High Performance CPR: Leading the Way to Better Outcomes

The heart is an incredible organ. The average American's heart will beat nearly 2.5 billion times over the course of a lifetime.1 But eventually, often prematurely and unexpectedly, it will stop. At least once per minute in the United States, a beating heart stops.2 Many are rushed to the nearest emergency department (ED), and most will never beat again.

Despite numerous updates and changes to national CPR guidelines, the published survival rate of patients with out-of-hospital cardiac arrest averages only 7.6% and has remained unchanged for 3 decades.3,4 Therefore, in June 2015, the Institute of Medicine (IOM) issued a call to improve cardiac arrest survival.5 Bentley Bobrow, MD, FACEP, et al. answered with an article in the Annals of Emergency Medicine outlining 3 specific interventions designed to improve cardiac arrest survival in any community:6

  1. Measurement
  2. Encouraging bystander CPR and 911 telecommunicator CPR programs
  3. Fostering high-performance CPR by medical professionals

The simplest of these interventions, and the area where the greatest impact can be made in the shortest period of time, is the delivery of high-performance CPR. Dr. Bobrow defines this as "the delivery of minimally interrupted chest compressions with the proper target rate, depth, and release, synchronized with appropriate ventilations and attempts at defibrillation."6 Despite the development of various gadgets to assist with this process, few have been shown to decrease mortality, and no drug has been shown to improve neurologically intact survival.7 The best thing we can do for our patients is to become more efficient at the steps we are already taking. While appropriate defibrillation receives much attention, there is room for improvement in the oft-neglected areas of chest compressions and ventilations - improvements that can save lives in our EDs today.

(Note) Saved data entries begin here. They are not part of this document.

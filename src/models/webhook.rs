//! Payment-webhook envelope and acknowledgement

use serde::{Deserialize, Serialize};
use serde_json::Value;

/// Event type sent by the harness. Receivers must acknowledge unknown types.
pub const PROBE_EVENT_TYPE: &str = "test.event";

#[derive(Debug, Clone, PartialEq, Serialize, Deserialize)]
pub struct WebhookEvent {
    #[serde(rename = "type")]
    pub event_type: String,
    pub data: Value,
}

impl WebhookEvent {
    /// Harmless event the receiver is expected to acknowledge and ignore
    pub fn probe(event_type: impl Into<String>) -> Self {
        Self {
            event_type: event_type.into(),
            data: serde_json::json!({ "test": true }),
        }
    }
}

/// Receiver acknowledgement
#[derive(Debug, Clone, Default, PartialEq, Eq, Serialize, Deserialize)]
pub struct WebhookAck {
    #[serde(default)]
    pub received: bool,
}
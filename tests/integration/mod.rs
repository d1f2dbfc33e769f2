//! Integration tests for postflight
//!
//! These tests drive the full engine and default assertion set against a
//! scripted in-memory transport standing in for a deployed stack.

pub mod config_file;
pub mod degraded_stack;
pub mod helpers;
pub mod run_control;
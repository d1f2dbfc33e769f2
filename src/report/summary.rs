//! Aggregate report over all check results

use chrono::{DateTime, Utc};
use serde::{Serialize, Serializer};
use std::time::Duration;

use super::result::{CheckStatus, ProbeResult};

/// Exit code for a clean (or warn-only) run
pub const EXIT_OK: i32 = 0;
/// Exit code when any check failed or the run was cut short
pub const EXIT_FAILED: i32 = 1;

/// Consolidated outcome of one run, in declaration order
#[derive(Debug, Clone, Serialize)]
pub struct Report {
    pub started_at: DateTime<Utc>,
    #[serde(rename = "duration_ms", serialize_with = "as_millis")]
    pub duration: Duration,
    /// True when the run was cancelled before every check completed
    pub partial: bool,
    /// Checks that never produced a result because the run was cancelled
    #[serde(skip_serializing_if = "Vec::is_empty")]
    pub not_run: Vec<String>,
    pub results: Vec<ProbeResult>,
}

#[derive(Debug, Clone, Copy, Default, PartialEq, Eq, Serialize)]
pub struct Counts {
    pub total: usize,
    pub passed: usize,
    pub warned: usize,
    pub failed: usize,
}

#[derive(Serialize)]
struct ReportDocument<'a> {
    overall: CheckStatus,
    counts: Counts,
    exit_code: i32,
    #[serde(flatten)]
    report: &'a Report,
}

impl Report {
    pub fn new(started_at: DateTime<Utc>, duration: Duration, results: Vec<ProbeResult>) -> Self {
        Self {
            started_at,
            duration,
            partial: false,
            not_run: Vec::new(),
            results,
        }
    }

    pub fn partial(mut self, not_run: Vec<String>) -> Self {
        self.partial = true;
        self.not_run = not_run;
        self
    }

    /// Fail if any Fail, else Warn if any Warn, else Pass
    pub fn overall(&self) -> CheckStatus {
        self.results
            .iter()
            .map(|r| r.status)
            .max()
            .unwrap_or(CheckStatus::Pass)
    }

    pub fn counts(&self) -> Counts {
        let count = |status| self.results.iter().filter(|r| r.status == status).count();
        Counts {
            total: self.results.len(),
            passed: count(CheckStatus::Pass),
            warned: count(CheckStatus::Warn),
            failed: count(CheckStatus::Fail),
        }
    }

    pub fn get(&self, name: &str) -> Option<&ProbeResult> {
        self.results.iter().find(|r| r.name == name)
    }

    pub fn names(&self) -> Vec<&str> {
        self.results.iter().map(|r| r.name.as_str()).collect()
    }

    /// Process exit status for this report.
    ///
    /// Warn exits 0 unless `fail_on_warn` is set. A partial run never exits 0.
    pub fn exit_code(&self, fail_on_warn: bool) -> i32 {
        if self.partial {
            return EXIT_FAILED;
        }
        match self.overall() {
            CheckStatus::Pass => EXIT_OK,
            CheckStatus::Warn if !fail_on_warn => EXIT_OK,
            CheckStatus::Warn | CheckStatus::Fail => EXIT_FAILED,
        }
    }

    /// Machine-readable form for CI
    pub fn to_json(&self, fail_on_warn: bool) -> serde_json::Result<String> {
        serde_json::to_string_pretty(&ReportDocument {
            overall: self.overall(),
            counts: self.counts(),
            exit_code: self.exit_code(fail_on_warn),
            report: self,
        })
    }
}

fn as_millis<S: Serializer>(duration: &Duration, serializer: S) -> Result<S::Ok, S::Error> {
    serializer.serialize_u64(duration.as_millis() as u64)
}
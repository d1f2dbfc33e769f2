//! Plan configuration rows

use serde::de::{self, Deserializer};
use serde::{Deserialize, Serialize, Serializer};
use std::fmt;
use std::str::FromStr;

/// Plan tier. Declaration order is the richness order: free < pro < business.
#[derive(Debug, Clone, Copy, PartialEq, Eq, PartialOrd, Ord, Hash, Serialize, Deserialize)]
#[serde(rename_all = "lowercase")]
pub enum PlanType {
    Free,
    Pro,
    Business,
}

impl PlanType {
    pub fn as_str(&self) -> &'static str {
        match self {
            PlanType::Free => "free",
            PlanType::Pro => "pro",
            PlanType::Business => "business",
        }
    }
}

impl fmt::Display for PlanType {
    fn fmt(&self, f: &mut fmt::Formatter<'_>) -> fmt::Result {
        f.write_str(self.as_str())
    }
}

impl FromStr for PlanType {
    type Err = anyhow::Error;

    fn from_str(s: &str) -> Result<Self, Self::Err> {
        match s.trim().to_lowercase().as_str() {
            "free" => Ok(PlanType::Free),
            "pro" => Ok(PlanType::Pro),
            "business" => Ok(PlanType::Business),
            _ => anyhow::bail!("Invalid plan type: {s}. Use: free, pro, business"),
        }
    }
}

/// Row identifier; the data store may hand out integers or UUID strings
#[derive(Debug, Clone, PartialEq, Eq, Serialize, Deserialize)]
#[serde(untagged)]
pub enum RecordId {
    Number(i64),
    Text(String),
}

/// Monthly usage limit. `-1` or `null` in the store means unbounded.
#[derive(Debug, Clone, Copy, PartialEq, Eq)]
pub enum MonthlyLimit {
    Limited(i64),
    Unbounded,
}

impl MonthlyLimit {
    /// Sentinel the store uses for "no limit"
    pub const UNBOUNDED_SENTINEL: i64 = -1;

    pub fn is_non_negative(&self) -> bool {
        match self {
            MonthlyLimit::Limited(n) => *n >= 0,
            MonthlyLimit::Unbounded => true,
        }
    }
}

impl fmt::Display for MonthlyLimit {
    fn fmt(&self, f: &mut fmt::Formatter<'_>) -> fmt::Result {
        match self {
            MonthlyLimit::Limited(n) => write!(f, "{n}"),
            MonthlyLimit::Unbounded => f.write_str("unlimited"),
        }
    }
}

impl Serialize for MonthlyLimit {
    fn serialize<S: Serializer>(&self, serializer: S) -> Result<S::Ok, S::Error> {
        match self {
            MonthlyLimit::Limited(n) => serializer.serialize_i64(*n),
            MonthlyLimit::Unbounded => serializer.serialize_i64(Self::UNBOUNDED_SENTINEL),
        }
    }
}

impl<'de> Deserialize<'de> for MonthlyLimit {
    fn deserialize<D: Deserializer<'de>>(deserializer: D) -> Result<Self, D::Error> {
        let raw: Option<serde_json::Number> = Option::deserialize(deserializer)?;
        match raw {
            None => Ok(MonthlyLimit::Unbounded),
            Some(n) => {
                let n = n
                    .as_i64()
                    .ok_or_else(|| de::Error::custom(format!("monthly_limit is not an integer: {n}")))?;
                if n == Self::UNBOUNDED_SENTINEL {
                    Ok(MonthlyLimit::Unbounded)
                } else {
                    Ok(MonthlyLimit::Limited(n))
                }
            }
        }
    }
}

/// One row of the plan configuration resource
#[derive(Debug, Clone, PartialEq, Serialize, Deserialize)]
pub struct PlanRecord {
    #[serde(default)]
    pub id: Option<RecordId>,
    pub plan_type: PlanType,
    /// Price in minor currency units (cents)
    pub price: i64,
    #[serde(default = "unbounded")]
    pub monthly_limit: MonthlyLimit,
}

fn unbounded() -> MonthlyLimit {
    MonthlyLimit::Unbounded
}

impl PlanRecord {
    /// Price in major currency units, for display only
    pub fn price_major(&self) -> f64 {
        self.price as f64 / 100.0
    }
}
//! Run-wide cancellation

use std::sync::atomic::{AtomicBool, Ordering};
use std::sync::Arc;

/// Shared flag flipped by an operator interrupt
#[derive(Debug, Clone, Default)]
pub struct CancelToken {
    cancelled: Arc<AtomicBool>,
}

impl CancelToken {
    pub fn new() -> Self {
        Self::default()
    }

    pub fn cancel(&self) {
        self.cancelled.store(true, Ordering::SeqCst);
    }

    pub fn is_cancelled(&self) -> bool {
        self.cancelled.load(Ordering::SeqCst)
    }
}
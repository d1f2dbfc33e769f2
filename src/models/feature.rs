//! Feature-flag configuration rows

use serde::{Deserialize, Serialize};

use super::plan::PlanType;

/// One row of the feature-flag resource; exactly one per plan type
#[derive(Debug, Clone, PartialEq, Eq, Serialize, Deserialize)]
pub struct FeatureRecord {
    pub plan_type: PlanType,
    pub has_analytics: bool,
    pub has_custom_branding: bool,
    pub has_api_access: bool,
    pub has_advanced_reporting: bool,
    pub max_team_members: i64,
}

impl FeatureRecord {
    /// Names of the boolean flags that are switched on
    pub fn enabled_flags(&self) -> Vec<&'static str> {
        [
            ("analytics", self.has_analytics),
            ("custom_branding", self.has_custom_branding),
            ("api_access", self.has_api_access),
            ("advanced_reporting", self.has_advanced_reporting),
        ]
        .into_iter()
        .filter_map(|(name, on)| on.then_some(name))
        .collect()
    }

    /// Flags and limits that `self` grants but `richer` does not.
    ///
    /// A tier is at least as rich as another when it keeps every flag and
    /// allows at least as many team members.
    pub fn regressions_in(&self, richer: &FeatureRecord) -> Vec<String> {
        let mut lost: Vec<String> = self
            .enabled_flags()
            .into_iter()
            .filter(|flag| !richer.enabled_flags().contains(flag))
            .map(str::to_string)
            .collect();

        if richer.max_team_members < self.max_team_members {
            lost.push(format!(
                "max_team_members {} < {}",
                richer.max_team_members, self.max_team_members
            ));
        }
        lost
    }
}
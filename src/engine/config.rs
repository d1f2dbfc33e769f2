//! Configuration types for the verification engine

use std::time::Duration;

/// Default per-call probe timeout
pub const DEFAULT_PROBE_TIMEOUT: Duration = Duration::from_secs(20);

/// Bounds accepted for the per-call probe timeout
pub const MIN_PROBE_TIMEOUT: Duration = Duration::from_secs(1);
pub const MAX_PROBE_TIMEOUT: Duration = Duration::from_secs(120);

/// Upper bound on concurrent checks
pub const MAX_WORKERS: usize = 8;

/// Extra time the watchdog allows on top of the probe timeouts of a check
pub const DEFAULT_WATCHDOG_GRACE: Duration = Duration::from_secs(5);

#[derive(Debug, Clone)]
pub struct EngineConfig {
    /// Maximum time a single probe call may take
    pub probe_timeout: Duration,
    /// Worker count; `None` means one worker per check (capped at MAX_WORKERS)
    pub max_workers: Option<usize>,
    /// Slack added to a check's deadline before the watchdog gives up on it
    pub watchdog_grace: Duration,
}

impl Default for EngineConfig {
    fn default() -> Self {
        Self {
            probe_timeout: DEFAULT_PROBE_TIMEOUT,
            max_workers: None,
            watchdog_grace: DEFAULT_WATCHDOG_GRACE,
        }
    }
}

impl EngineConfig {
    /// Create a configuration with a custom probe timeout, clamped to sane bounds
    pub fn with_timeout(timeout: Duration) -> Self {
        Self {
            probe_timeout: timeout.clamp(MIN_PROBE_TIMEOUT, MAX_PROBE_TIMEOUT),
            ..Self::default()
        }
    }

    /// Run checks one after another
    pub fn sequential(mut self) -> Self {
        self.max_workers = Some(1);
        self
    }

    pub fn workers(mut self, workers: usize) -> Self {
        self.max_workers = Some(workers);
        self
    }

    /// Worker pool size for a set of `checks` checks
    pub fn workers_for(&self, checks: usize) -> usize {
        let wanted = self.max_workers.unwrap_or(checks);
        wanted.clamp(1, MAX_WORKERS).min(checks.max(1))
    }

    /// How long a check making `probes` calls may run before it is abandoned
    pub fn deadline_for(&self, probes: u32) -> Duration {
        self.probe_timeout.saturating_mul(probes.max(1)) + self.watchdog_grace
    }
}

Quality Chest Compressions
With many responsibilities competing for the team leader's attention during a code, it can be easy to neglect the person delivering chest compressions. These individuals often have varying levels of training and experience. It is important to check the quality of compressions periodically, and do not hesitate to give feedback. Studies have shown that many responders deliver compressions too fast, and almost all fail to achieve the recommended depth of at least 2 inches.8-10 There is an inverse relationship between compression rate and depth, with rates of >120/min resulting in suboptimal depth and recoil.9 This decreases the filling time of the heart and leads to lower pressures and poor perfusion.11,12 Optimal compression rate has been consistently shown to be between 100 and 120 per minute.13,14 Going too slow, or too fast, will decrease survivability.

Appropriate Ventilation
Quality chest compressions may help to perfuse vital organs, but circulating deoxygenated blood will only get us so far. When a cardiac arrest patient arrives in the ED, establishing and/or maintaining a patent airway is a top priority. Whether that means endotracheal intubation, a supraglottic airway, or simply an airway adjunct and bag-valve mask, we must ensure that we are using the airway to deliver appropriate and effective ventilation. Several studies have shown that providers consistently hyperventilate patients at a rate of 20-30 breaths per minute, with as few as 10% receiving the appropriate rate of 8-10.15-18 This is understandable in the chaos of a resuscitation where 6 seconds between breaths can feel like an eternity. Hyperventilation, however, significantly raises mean intrathoracic pressure and diminishes coronary perfusion pressure, making chest compressions ineffective and rendering the oxygen trying to be delivered useless.17 One study showed a tremendous increase in mortality when pigs received 30 breaths per minute during CPR compared to those receiving 12.19  Many variables have been shown to affect the quality of ventilations during CPR, but the factor most strongly associated with proper ventilation is not additional training, but rather a simple comment from the team leader.20 So let's speak up.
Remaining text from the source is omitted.